3,653 reports of this reaction
14.1% of all ERLOTINIB HYDROCHLORIDE reports
#1 most reported adverse reaction
DEATH is the #1 most commonly reported adverse reaction for ERLOTINIB HYDROCHLORIDE, manufactured by Armas Pharmaceuticals Inc.. There are 3,653 FDA adverse event reports linking ERLOTINIB HYDROCHLORIDE to DEATH. This represents approximately 14.1% of all 25,894 adverse event reports for this drug.
Patients taking ERLOTINIB HYDROCHLORIDE who experience death should discuss this symptom with their healthcare provider to determine whether it may be related to their medication and what alternatives may be available.
DEATH is a frequently reported adverse event for ERLOTINIB HYDROCHLORIDE, accounting for a significant proportion of all reports.
In addition to death, the following adverse reactions have been reported for ERLOTINIB HYDROCHLORIDE:
The following drugs have also been linked to death in FDA adverse event reports:
DEATH has been reported as an adverse event in 3,653 FDA reports for ERLOTINIB HYDROCHLORIDE. This does not prove causation, but indicates an association observed in post-market surveillance data.

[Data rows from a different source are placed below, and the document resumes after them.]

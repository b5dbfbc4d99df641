use std::time::Duration;

use anyhow::{anyhow, bail, Context, Result};
use async_trait::async_trait;
use hearth_runtime::dispatch::split_domain;
use hearth_runtime::{
    ActionExecutor, ActionOutcome, EntityDirectory, EntityState, ExposedEntities, ExposedEntity,
    PromptRenderer, TemplateError,
};
use reqwest::{Client, Response};
use serde_json::{json, Map, Value};
use tracing::{debug, error, info};

/// Bucket for entities without an assigned area
pub const NO_AREA: &str = "No Area";

/// Resolves area names for a list of entity ids in one template call
const AREA_TEMPLATE: &str = "{{ entity_ids | map('area_name') | list | tojson }}";

/// Home Assistant REST API client.
///
/// Serves as entity directory, action executor and remote template renderer.
pub struct HomeAssistantClient {
    http: Client,
    url: String,
    token: String,
    expose_domains: Vec<String>,
}

impl HomeAssistantClient {
    pub fn new(url: &str, token: &str) -> Result<Self> {
        let http = Client::builder()
            .timeout(Duration::from_secs(30))
            .build()
            .context("Failed to build HTTP client")?;
        Ok(Self {
            http,
            url: url.trim_end_matches('/').to_string(),
            token: token.to_string(),
            expose_domains: Vec::new(),
        })
    }

    /// Only surface entities of these domains in the prompt (empty = all)
    pub fn with_expose_domains(mut self, domains: Vec<String>) -> Self {
        self.expose_domains = domains;
        self
    }

    pub fn url(&self) -> &str {
        &self.url
    }

    fn is_exposed(&self, domain: &str) -> bool {
        self.expose_domains.is_empty() || self.expose_domains.iter().any(|d| d == domain)
    }

    fn send_error(&self, endpoint: &str, e: reqwest::Error) -> anyhow::Error {
        if e.is_connect() {
            anyhow!(
                "Cannot connect to Home Assistant at '{}'. Please check the URL and ensure Home Assistant is running.",
                self.url
            )
        } else if e.is_timeout() {
            anyhow!("Timeout connecting to Home Assistant at '{}'", self.url)
        } else {
            anyhow!("Network error accessing {}: {}", endpoint, e)
        }
    }

    async fn check_status(endpoint: &str, response: Response) -> Result<Response> {
        let status = response.status();
        if status.is_success() {
            return Ok(response);
        }
        let error_text = response
            .text()
            .await
            .unwrap_or_else(|_| "Unable to read error response".to_string());

        match status.as_u16() {
            401 => bail!("Authentication failed. Please check your HASS_TOKEN is valid and has not expired."),
            403 => bail!("Access forbidden. Your HASS_TOKEN may not have sufficient permissions."),
            404 => bail!("Home Assistant API endpoint not found: {}", endpoint),
            500..=599 => bail!("Home Assistant server error ({}): {}", status, error_text),
            _ => bail!("HTTP error {} accessing {}: {}", status, endpoint, error_text),
        }
    }

    async fn rest_get(&self, endpoint: &str) -> Result<Response> {
        let response = self
            .http
            .get(format!("{}/{}", self.url, endpoint))
            .bearer_auth(&self.token)
            .send()
            .await
            .map_err(|e| self.send_error(endpoint, e))?;
        Self::check_status(endpoint, response).await
    }

    async fn rest_post(&self, endpoint: &str, body: &Value) -> Result<Response> {
        let response = self
            .http
            .post(format!("{}/{}", self.url, endpoint))
            .bearer_auth(&self.token)
            .json(body)
            .send()
            .await
            .map_err(|e| self.send_error(endpoint, e))?;
        Self::check_status(endpoint, response).await
    }

    /// Render a template on the Home Assistant side
    pub async fn render_template(&self, template: &str, variables: &Value) -> Result<String> {
        let body = json!({"template": template, "variables": variables});
        self.rest_post("api/template", &body)
            .await?
            .text()
            .await
            .context("Failed to read rendered template")
    }

    async fn area_names(&self, entity_ids: &[String]) -> Result<Vec<Option<String>>> {
        if entity_ids.is_empty() {
            return Ok(Vec::new());
        }
        let rendered = self
            .render_template(AREA_TEMPLATE, &json!({ "entity_ids": entity_ids }))
            .await?;
        let names: Vec<Option<String>> =
            serde_json::from_str(&rendered).context("Area lookup returned invalid JSON")?;
        if names.len() != entity_ids.len() {
            bail!(
                "Area lookup returned {} names for {} entities",
                names.len(),
                entity_ids.len()
            );
        }
        Ok(names)
    }

    fn service_body(entity_ids: &[String], data: Option<Map<String, Value>>) -> Value {
        let mut body = data.unwrap_or_default();
        body.insert("entity_id".into(), json!(entity_ids));
        Value::Object(body)
    }
}

fn display_name(state: &EntityState) -> String {
    state
        .attribute("friendly_name")
        .and_then(Value::as_str)
        .map(str::to_string)
        .unwrap_or_else(|| state.entity_id.clone())
}

#[async_trait]
impl EntityDirectory for HomeAssistantClient {
    /// `aliases` stay empty: the REST API does not expose the entity registry.
    async fn exposed_entities(&self) -> Result<ExposedEntities> {
        let states: Vec<EntityState> = self
            .rest_get("api/states")
            .await?
            .json()
            .await
            .context("Failed to parse entity states")?;

        let mut exposed = ExposedEntities::default();
        let mut area_bound = Vec::new();

        for state in states {
            let Some((domain, _)) = split_domain(&state.entity_id) else {
                continue;
            };
            if !self.is_exposed(domain) {
                continue;
            }
            let name = display_name(&state);
            match domain {
                "scene" | "script" => {
                    let bucket = if domain == "scene" {
                        &mut exposed.scenes
                    } else {
                        &mut exposed.scripts
                    };
                    bucket.push(ExposedEntity {
                        entity_id: state.entity_id,
                        name,
                        state: None,
                        attributes: Map::new(),
                        aliases: Vec::new(),
                    });
                }
                "automation" => exposed.automations.push(ExposedEntity {
                    entity_id: state.entity_id,
                    name,
                    state: Some(state.state),
                    attributes: Map::new(),
                    aliases: Vec::new(),
                }),
                _ => area_bound.push(ExposedEntity {
                    entity_id: state.entity_id,
                    name,
                    state: Some(state.state),
                    attributes: state.attributes,
                    aliases: Vec::new(),
                }),
            }
        }

        let ids: Vec<String> = area_bound.iter().map(|e| e.entity_id.clone()).collect();
        let areas = self.area_names(&ids).await?;
        for (entity, area) in area_bound.into_iter().zip(areas) {
            let area = area.filter(|a| !a.is_empty());
            exposed.add_to_area(area.as_deref().unwrap_or(NO_AREA), entity);
        }

        info!(count = exposed.len(), "Loaded exposed entities");
        Ok(exposed)
    }

    async fn entity_state(&self, entity_id: &str) -> Result<Option<EntityState>> {
        let endpoint = format!("api/states/{}", entity_id);
        let response = self
            .http
            .get(format!("{}/{}", self.url, endpoint))
            .bearer_auth(&self.token)
            .send()
            .await
            .map_err(|e| self.send_error(&endpoint, e))?;

        if response.status() == reqwest::StatusCode::NOT_FOUND {
            return Ok(None);
        }
        let state = Self::check_status(&endpoint, response)
            .await?
            .json()
            .await
            .context("Failed to parse entity state")?;
        Ok(Some(state))
    }
}

#[async_trait]
impl ActionExecutor for HomeAssistantClient {
    async fn call_action(
        &self,
        entity_ids: &[String],
        domain: &str,
        action: &str,
        data: Option<Map<String, Value>>,
    ) -> Result<ActionOutcome> {
        let endpoint = format!("api/services/{}/{}", domain, action);
        let body = Self::service_body(entity_ids, data);
        debug!(endpoint = %endpoint, body = %body, "Calling service");

        match self.rest_post(&endpoint, &body).await {
            Ok(_) => Ok(ActionOutcome::ok()),
            Err(e) => {
                error!(domain, action, entities = ?entity_ids, error = %e, "Service call failed");
                Ok(ActionOutcome::failed(entity_ids))
            }
        }
    }

    async fn query_action(
        &self,
        entity_ids: &[String],
        domain: &str,
        action: &str,
        data: Option<Map<String, Value>>,
    ) -> Result<Value> {
        let endpoint = format!("api/services/{}/{}?return_response", domain, action);
        let body = Self::service_body(entity_ids, data);
        debug!(endpoint = %endpoint, body = %body, "Calling service with response");

        let mut payload: Value = self
            .rest_post(&endpoint, &body)
            .await?
            .json()
            .await
            .context("Failed to parse service response")?;

        Ok(match payload.get_mut("service_response") {
            Some(inner) => inner.take(),
            None => payload,
        })
    }
}

#[async_trait]
impl PromptRenderer for HomeAssistantClient {
    async fn render(&self, template: &str, variables: &Value) -> Result<String, TemplateError> {
        self.render_template(template, variables)
            .await
            .map_err(|e| TemplateError(format!("{:#}", e)))
    }
}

DEATH accounts for approximately 14.1% of all adverse event reports for ERLOTINIB HYDROCHLORIDE, making it one of the most commonly reported side effect.
If you experience death while taking ERLOTINIB HYDROCHLORIDE, contact your healthcare provider. They can evaluate whether the symptom is related to your medication and discuss potential adjustments to your treatment plan. Do not stop taking prescribed medication without consulting your doctor.